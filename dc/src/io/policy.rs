//! Lifecycle policy documents (`core.policy.json`, `executor.lifecycle.policy.json`).
//!
//! Only the consumed shape is modeled; other keys are ignored.

use std::fs;
use std::path::Path;

use anyhow::{Context, Result};
use serde::Deserialize;
use serde::de::DeserializeOwned;
use serde_json::Value;
use tracing::debug;

use crate::error::LifecycleError;

pub const POLICY_KIND: &str = "directive_cli_policy";
pub const CORE_POLICY_FILE: &str = "core.policy.json";
pub const LIFECYCLE_POLICY_FILE: &str = "executor.lifecycle.policy.json";

/// Branch bootstrap mode allowing `directive start` to create a missing branch from its local base.
pub const BOOTSTRAP_FROM_LOCAL_BASE: &str = "create_from_local_base_if_missing_local";

#[derive(Debug, Clone, Deserialize)]
struct PolicyHeader {
    #[serde(default)]
    kind: String,
    #[serde(default)]
    policy_id: String,
    #[serde(default)]
    version: String,
}

#[derive(Debug, Clone, Default, Deserialize)]
struct CorePolicyDoc {
    #[serde(default)]
    executor_execution_context: ExecutionContextPolicy,
}

#[derive(Debug, Clone, Default, Deserialize)]
struct ExecutionContextPolicy {
    #[serde(default)]
    require_handoff_for_execution: bool,
}

#[derive(Debug, Clone, Default, Deserialize)]
struct LifecyclePolicyDoc {
    #[serde(default)]
    lifecycle: LifecycleSection,
}

#[derive(Debug, Clone, Deserialize)]
struct LifecycleSection {
    #[serde(default)]
    commit_policy_values: Vec<String>,
    #[serde(default)]
    branch_bootstrap_mode: String,
    #[serde(default)]
    allow_task_status_updates_via_lifecycle: bool,
    #[serde(default = "default_true")]
    allow_task_updated_timestamp_via_lifecycle: bool,
    #[serde(default)]
    auto_push_on_task_finish: bool,
}

impl Default for LifecycleSection {
    fn default() -> Self {
        Self {
            commit_policy_values: Vec::new(),
            branch_bootstrap_mode: String::new(),
            allow_task_status_updates_via_lifecycle: false,
            allow_task_updated_timestamp_via_lifecycle: true,
            auto_push_on_task_finish: false,
        }
    }
}

fn default_true() -> bool {
    true
}

/// The lifecycle feature flags consumed by directive and task commands.
#[derive(Debug, Clone, PartialEq, Eq)]
pub struct LifecyclePolicy {
    /// Legal `commit_policy` values; empty advertises no restriction.
    pub commit_policy_values: Vec<String>,
    pub require_handoff: bool,
    pub allow_branch_bootstrap: bool,
    pub allow_task_status_updates: bool,
    pub allow_task_timestamp_updates: bool,
    pub auto_push: bool,
}

impl Default for LifecyclePolicy {
    fn default() -> Self {
        Self {
            commit_policy_values: vec!["per_task".to_string(), "end_of_directive".to_string()],
            require_handoff: false,
            allow_branch_bootstrap: true,
            allow_task_status_updates: true,
            allow_task_timestamp_updates: true,
            auto_push: false,
        }
    }
}

/// Load and combine both required policy files from `dir`.
pub fn load_policy(dir: &Path) -> Result<LifecyclePolicy> {
    let core: CorePolicyDoc = load_policy_file(&dir.join(CORE_POLICY_FILE), "core")?;
    let lifecycle: LifecyclePolicyDoc =
        load_policy_file(&dir.join(LIFECYCLE_POLICY_FILE), "executor_lifecycle")?;
    let section = lifecycle.lifecycle;
    let policy = LifecyclePolicy {
        commit_policy_values: section.commit_policy_values,
        require_handoff: core.executor_execution_context.require_handoff_for_execution,
        allow_branch_bootstrap: section.branch_bootstrap_mode.trim() == BOOTSTRAP_FROM_LOCAL_BASE,
        allow_task_status_updates: section.allow_task_status_updates_via_lifecycle,
        allow_task_timestamp_updates: section.allow_task_updated_timestamp_via_lifecycle,
        auto_push: section.auto_push_on_task_finish,
    };
    debug!(?policy, "loaded lifecycle policy");
    Ok(policy)
}

/// Read one policy file, checking its header before decoding the body.
fn load_policy_file<T: DeserializeOwned>(path: &Path, expected_id: &str) -> Result<T> {
    if !path.exists() {
        return Err(LifecycleError::policy(format!(
            "missing required policy file: {}",
            path.display()
        ))
        .into());
    }
    let raw = fs::read_to_string(path).with_context(|| format!("read {}", path.display()))?;
    let value: Value = serde_json::from_str(&raw)
        .map_err(|err| LifecycleError::policy(format!("parse {}: {err}", path.display())))?;
    if !value.is_object() {
        return Err(LifecycleError::policy(format!(
            "policy file must contain a JSON object: {}",
            path.display()
        ))
        .into());
    }
    let header: PolicyHeader = serde_json::from_value(value.clone())
        .map_err(|err| LifecycleError::policy(format!("{}: {err}", path.display())))?;
    if header.kind != POLICY_KIND {
        return Err(
            LifecycleError::policy(format!("invalid policy kind in {}", path.display())).into(),
        );
    }
    if header.version.trim().is_empty() {
        return Err(
            LifecycleError::policy(format!("invalid version in {}", path.display())).into(),
        );
    }
    if header.policy_id != expected_id {
        return Err(LifecycleError::policy(format!(
            "policy id mismatch in {}: expected '{expected_id}', got '{}'",
            path.display(),
            header.policy_id
        ))
        .into());
    }
    serde_json::from_value(value)
        .map_err(|err| LifecycleError::policy(format!("{}: {err}", path.display())).into())
}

◆ Exercise aim: Give the complete material back, word for word.

◆ Response to this exercise:
filename dc/src/io/policy.rs
//! Lifecycle policy documents (`core.policy.json`, `executor.lifecycle.policy.json`).
//!
//! Only the consumed shape is modeled; other keys are ignored.

use std::fs;
use std::path::Path;

use anyhow::{Context, Result};
use serde::Deserialize;
use serde::de::DeserializeOwned;
use serde_json::Value;
use tracing::debug;

use crate::error::LifecycleError;

pub const POLICY_KIND: &str = "directive_cli_policy";
pub const CORE_POLICY_FILE: &str = "core.policy.json";
pub const LIFECYCLE_POLICY_FILE: &str = "executor.lifecycle.policy.json";

/// Branch bootstrap mode allowing `directive start` to create a missing branch from its local base.
pub const BOOTSTRAP_FROM_LOCAL_BASE: &str = "create_from_local_base_if_missing_local";

#[derive(Debug, Clone, Deserialize)]
struct PolicyHeader {
    #[serde(default)]
    kind: String,
    #[serde(default)]
    policy_id: String,
    #[serde(default)]
    version: String,
}

#[derive(Debug, Clone, Default, Deserialize)]
struct CorePolicyDoc {
    #[serde(default)]
    executor_execution_context: ExecutionContextPolicy,
}

#[derive(Debug, Clone, Default, Deserialize)]
struct ExecutionContextPolicy {
    #[serde(default)]
    require_handoff_for_execution: bool,
}

#[derive(Debug, Clone, Default, Deserialize)]
struct LifecyclePolicyDoc {
    #[serde(default)]
    lifecycle: LifecycleSection,
}

#[derive(Debug, Clone, Deserialize)]
struct LifecycleSection {
    #[serde(default)]
    commit_policy_values: Vec<String>,
    #[serde(default)]
    branch_bootstrap_mode: String,
    #[serde(default)]
    allow_task_status_updates_via_lifecycle: bool,
    #[serde(default = "default_true")]
    allow_task_updated_timestamp_via_lifecycle: bool,
    #[serde(default)]
    auto_push_on_task_finish: bool,
}

impl Default for LifecycleSection {
    fn default() -> Self {
        Self {
            commit_policy_values: Vec::new(),
            branch_bootstrap_mode: String::new(),
            allow_task_status_updates_via_lifecycle: false,
            allow_task_updated_timestamp_via_lifecycle: true,
            auto_push_on_task_finish: false,
        }
    }
}

fn default_true() -> bool {
    true
}

/// The lifecycle feature flags consumed by directive and task commands.
#[derive(Debug, Clone, PartialEq, Eq)]
pub struct LifecyclePolicy {
    /// Legal `commit_policy` values; empty advertises no restriction.
    pub commit_policy_values: Vec<String>,
    pub require_handoff: bool,
    pub allow_branch_bootstrap: bool,
    pub allow_task_status_updates: bool,
    pub allow_task_timestamp_updates: bool,
    pub auto_push: bool,
}

impl Default for LifecyclePolicy {
    fn default() -> Self {
        Self {
            commit_policy_values: vec!["per_task".to_string(), "end_of_directive".to_string()],
            require_handoff: false,
            allow_branch_bootstrap: true,
            allow_task_status_updates: true,
            allow_task_timestamp_updates: true,
            auto_push: false,
        }
    }
}

/// Load and combine both required policy files from `dir`.
pub fn load_policy(dir: &Path) -> Result<LifecyclePolicy> {
    let core: CorePolicyDoc = load_policy_file(&dir.join(CORE_POLICY_FILE), "core")?;
    let lifecycle: LifecyclePolicyDoc =
        load_policy_file(&dir.join(LIFECYCLE_POLICY_FILE), "executor_lifecycle")?;
    let section = lifecycle.lifecycle;
    let policy = LifecyclePolicy {
        commit_policy_values: section.commit_policy_values,
        require_handoff: core.executor_execution_context.require_handoff_for_execution,
        allow_branch_bootstrap: section.branch_bootstrap_mode.trim() == BOOTSTRAP_FROM_LOCAL_BASE,
        allow_task_status_updates: section.allow_task_status_updates_via_lifecycle,
        allow_task_timestamp_updates: section.allow_task_updated_timestamp_via_lifecycle,
        auto_push: section.auto_push_on_task_finish,
    };
    debug!(?policy, "loaded lifecycle policy");
    Ok(policy)
}

/// Read one policy file, checking its header before decoding the body.
fn load_policy_file<T: DeserializeOwned>(path: &Path, expected_id: &str) -> Result<T> {
    if !path.exists() {
        return Err(LifecycleError::policy(format!(
            "missing required policy file: {}",
            path.display()
        ))
        .into());
    }
    let raw = fs::read_to_string(path).with_context(|| format!("read {}", path.display()))?;
    let value: Value = serde_json::from_str(&raw)
        .map_err(|err| LifecycleError::policy(format!("parse {}: {err}", path.display())))?;
    if !value.is_object() {
        return Err(LifecycleError::policy(format!(
            "policy file must contain a JSON object: {}",
            path.display()
        ))
        .into());
    }
    let header: PolicyHeader = serde_json::from_value(value.clone())
        .map_err(|err| LifecycleError::policy(format!("{}: {err}", path.display())))?;
    if header.kind != POLICY_KIND {
        return Err(
            LifecycleError::policy(format!("invalid policy kind in {}", path.display())).into(),
        );
    }
    if header.version.trim().is_empty() {
        return Err(
            LifecycleError::policy(format!("invalid version in {}", path.display())).into(),
        );
    }
    if header.policy_id != expected_id {
        return Err(LifecycleError::policy(format!(
            "policy id mismatch in {}: expected '{expected_id}', got '{}'",
            path.display(),
            header.policy_id
        ))
        .into());
    }
    serde_json::from_value(value)
        .map_err(|err| LifecycleError::policy(format!("{}: {err}", path.display())).into())
}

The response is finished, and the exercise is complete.